• Exercise prompt
A set of records appears below. Print them all, word for word.

• Records supplied
---+---

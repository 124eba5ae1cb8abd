//! Piece labels.

use std::fmt::{self, Display};

/// The single-character name of a vehicle, as written in a layout string.
///
/// Labels are ASCII letters or digits.
///
/// # Examples
///
/// ```
/// use blockslide_core::Label;
///
/// let label = Label::new('A').unwrap();
/// assert_eq!(label.as_char(), 'A');
/// assert_eq!(Label::new('.'), None);
/// ```
#[derive(Debug, Clone, Copy, PartialEq, Eq, PartialOrd, Ord, Hash)]
pub struct Label(char);

impl Label {
    /// Creates a label, returning `None` if `symbol` is not an ASCII letter or digit.
    #[must_use]
    pub const fn new(symbol: char) -> Option<Self> {
        if symbol.is_ascii_alphanumeric() {
            Some(Self(symbol))
        } else {
            None
        }
    }

    /// Returns the label character.
    #[must_use]
    #[inline]
    pub const fn as_char(self) -> char {
        self.0
    }
}

impl Display for Label {
    fn fmt(&self, f: &mut fmt::Formatter<'_>) -> fmt::Result {
        Display::fmt(&self.0, f)
    }
}

impl From<Label> for char {
    fn from(label: Label) -> char {
        label.0
    }
}

impl TryFrom<char> for Label {
    type Error = char;

    fn try_from(symbol: char) -> Result<Self, Self::Error> {
        Self::new(symbol).ok_or(symbol)
    }
}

---+---

• Response for this exercise
repository 124eba5ae1cb8abd
//! Piece labels.

use std::fmt::{self, Display};

/// The single-character name of a vehicle, as written in a layout string.
///
/// Labels are ASCII letters or digits.
///
/// # Examples
///
/// ```
/// use blockslide_core::Label;
///
/// let label = Label::new('A').unwrap();
/// assert_eq!(label.as_char(), 'A');
/// assert_eq!(Label::new('.'), None);
/// ```
#[derive(Debug, Clone, Copy, PartialEq, Eq, PartialOrd, Ord, Hash)]
pub struct Label(char);

impl Label {
    /// Creates a label, returning `None` if `symbol` is not an ASCII letter or digit.
    #[must_use]
    pub const fn new(symbol: char) -> Option<Self> {
        if symbol.is_ascii_alphanumeric() {
            Some(Self(symbol))
        } else {
            None
        }
    }

    /// Returns the label character.
    #[must_use]
    #[inline]
    pub const fn as_char(self) -> char {
        self.0
    }
}

impl Display for Label {
    fn fmt(&self, f: &mut fmt::Formatter<'_>) -> fmt::Result {
        Display::fmt(&self.0, f)
    }
}

impl From<Label> for char {
    fn from(label: Label) -> char {
        label.0
    }
}

impl TryFrom<char> for Label {
    type Error = char;

    fn try_from(symbol: char) -> Result<Self, Self::Error> {
        Self::new(symbol).ok_or(symbol)
    }
}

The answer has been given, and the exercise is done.